Happy Nurses Week!

May 11, 2017

 

By his own admission, it took Arnold Relman, former editor of the New England Journal of Medicine, until age 90 to realize the importance of nurses in providing quality medical care. It took me until a week after starting my internship.  My first rotation was on 3 Orange, the unit for medically complex children (including many ex-preemies).  In many ways, medical school had not prepared me well for residency.  I had never ordered feeds for a healthy baby, much less one with a 27-item problem list.  My first night on call, covering the entire team, I was asked to order a refill on a medication for someone else’s patient.  I checked my sign out list and wrote (with a pen, on paper) the order; 10 minutes later, the nurse paged me to double check whether that was really what I wanted to order.  It wasn’t: I had mistakenly ordered a soundalike medication, at a dose that would have been harmful if administered.  Embarrassed, I returned to the unit to correct the order.  I made some comment about making a rookie mistake.  The nurse just smiled and said, “It won’t be the last, but don’t worry because we’re all looking out for each other.”

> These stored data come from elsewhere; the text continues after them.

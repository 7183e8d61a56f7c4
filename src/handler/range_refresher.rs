//! Background refetch on date range changes
//!
//! Waits for the dashboard range to settle for the configured debounce
//! period before fetching. A range change during a fetch drops that fetch
//! and starts over, so only the latest range is ever applied.

use std::{
    sync::{Arc, Weak},
    time::Duration,
};

use tokio::{sync::watch, task::JoinHandle, time::sleep};
use tracing::{debug, info};

use crate::{configuration::AppState, model::DateRange};

use super::Dashboard;

/// Handle of the refresh task. The task stops when the handle is dropped or
/// when the dashboard itself goes away.
#[derive(Debug)]
pub struct RangeRefresher {
    handle: JoinHandle<()>,
}

impl RangeRefresher {
    pub fn spawn(dashboard: AppState<Dashboard>) -> RangeRefresher {
        let debounce = dashboard.config().range_debounce;
        let receiver = dashboard.subscribe_range();
        let dashboard = Arc::downgrade(&*dashboard);
        let handle =
            tokio::spawn(range_refresh_task(dashboard, receiver, debounce));

        RangeRefresher { handle }
    }

    pub fn is_finished(&self) -> bool {
        self.handle.is_finished()
    }

    pub fn shutdown(self) {
        self.handle.abort();
    }
}

impl Drop for RangeRefresher {
    fn drop(&mut self) {
        self.handle.abort();
    }
}

async fn range_refresh_task(
    dashboard: Weak<Dashboard>,
    mut receiver: watch::Receiver<DateRange>,
    debounce: Duration,
) {
    info!("Starting range refresh task");
    let mut pending = false;

    loop {
        if !pending && receiver.changed().await.is_err() {
            debug!("Dashboard dropped, stopping range refresh task");
            return;
        }
        pending = false;

        if !settle(&mut receiver, debounce).await {
            return;
        }

        let range = *receiver.borrow_and_update();
        let Some(dashboard) = dashboard.upgrade() else {
            return;
        };
        debug!("Fetching TVL history for {:?}", range);

        tokio::select! {
            result = dashboard.fetch_tvl_chart_history_for(range) => {
                if let Err(e) = result {
                    debug!("Range refresh failed: {}", e);
                }
            }
            changed = receiver.changed() => {
                if changed.is_err() {
                    return;
                }
                debug!("Range changed during fetch, cancelling");
                pending = true;
            }
        }
    }
}

/// Returns once no change arrived for `debounce`; false when the range
/// sender is gone.
async fn settle(
    receiver: &mut watch::Receiver<DateRange>,
    debounce: Duration,
) -> bool {
    loop {
        tokio::select! {
            _ = sleep(debounce) => return true,
            changed = receiver.changed() => {
                if changed.is_err() {
                    return false;
                }
            }
        }
    }
}
use bigdecimal::BigDecimal;
use chrono::{DateTime, NaiveDate, Utc};
use serde::{Deserialize, Serialize};

use crate::helpers::{deserialize_decimal, deserialize_timestamp};

/// One TVL sample of a lending pool or vault.
#[derive(Debug, Clone, PartialEq, Deserialize, Serialize)]
pub struct TvlPoint {
    #[serde(default)]
    pub id: String,
    pub symbol: String,
    #[serde(deserialize_with = "deserialize_timestamp")]
    pub timestamp: DateTime<Utc>,
    #[serde(default, deserialize_with = "deserialize_decimal")]
    pub tvl: BigDecimal,
    #[serde(
        rename = "_timestamp",
        default,
        skip_serializing_if = "Option::is_none"
    )]
    pub timestamp_ms: Option<i64>,
}

impl TvlPoint {
    /// Calendar date of the sample in UTC.
    pub fn date(&self) -> NaiveDate {
        self.timestamp.date_naive()
    }
}

/// Body of `GET dashboard/tvl`.
#[derive(Debug, Clone, Default, PartialEq, Deserialize, Serialize)]
pub struct TvlChartResponse {
    #[serde(default)]
    pub lending: Vec<TvlPoint>,
    #[serde(default)]
    pub vault: Vec<TvlPoint>,
}

impl TvlChartResponse {
    pub fn is_empty(&self) -> bool {
        self.lending.is_empty() && self.vault.is_empty()
    }
}

#[cfg(test)]
mod tests {
    use super::*;
    use serde_json::json;
    use std::str::FromStr;

    #[test]
    fn test_deserialize_mixed_tvl_encodings() {
        let body = json!({
            "lending": [
                { "id": "1", "symbol": "USDC", "timestamp": "2024-01-01T00:00:00.000Z", "tvl": "10.5" },
                { "id": "2", "symbol": "ETH", "timestamp": "2024-01-02", "tvl": 3, "_timestamp": 1704153600000_i64 }
            ]
        });

        let response: TvlChartResponse = serde_json::from_value(body).unwrap();

        assert!(response.vault.is_empty());
        assert_eq!(response.lending.len(), 2);
        assert_eq!(
            response.lending[0].tvl,
            BigDecimal::from_str("10.5").unwrap()
        );
        assert_eq!(response.lending[1].tvl, BigDecimal::from(3));
        assert_eq!(response.lending[1].date().to_string(), "2024-01-02");
        assert_eq!(response.lending[1].timestamp_ms, Some(1704153600000));
    }

    #[test]
    fn test_deserialize_loose_tvl_values() {
        let body = json!({
            "lending": [
                { "symbol": "A", "timestamp": "2024-01-01", "tvl": null },
                { "symbol": "B", "timestamp": "2024-01-01", "tvl": "" },
                { "symbol": "C", "timestamp": "2024-01-01", "tvl": " 12 " },
                { "symbol": "D", "timestamp": "2024-01-01", "tvl": "abc" },
                { "symbol": "E", "timestamp": "2024-01-01" }
            ]
        });

        let response: TvlChartResponse = serde_json::from_value(body).unwrap();
        let tvl: Vec<BigDecimal> =
            response.lending.into_iter().map(|point| point.tvl).collect();

        assert_eq!(
            tvl,
            vec![
                BigDecimal::from(0),
                BigDecimal::from(0),
                BigDecimal::from(12),
                BigDecimal::from(0),
                BigDecimal::from(0),
            ]
        );
    }

    #[test]
    fn test_deserialize_rejects_bad_timestamp() {
        let body = json!({
            "vault": [{ "symbol": "A", "timestamp": "not a date", "tvl": "1" }]
        });

        assert!(serde_json::from_value::<TvlChartResponse>(body).is_err());
    }
}
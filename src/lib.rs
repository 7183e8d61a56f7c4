#![allow(non_camel_case_types)]

pub mod cache;
pub mod cli;
pub mod configuration;
pub mod error;
pub mod handler;
pub mod helpers;
pub mod model;
pub mod provider;
pub mod types;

Relman, after being hospitalized for 10 weeks after a fall, wrote a column for the New York Review of Books about his experience, in which he said, “I had never before understood how much good nursing care contributes to patients’ safety and comfort, especially when they are very sick or disabled.  This is a lesson all physicians and hospital administrators should learn.  When nursing is not optimal, patient care is never good.”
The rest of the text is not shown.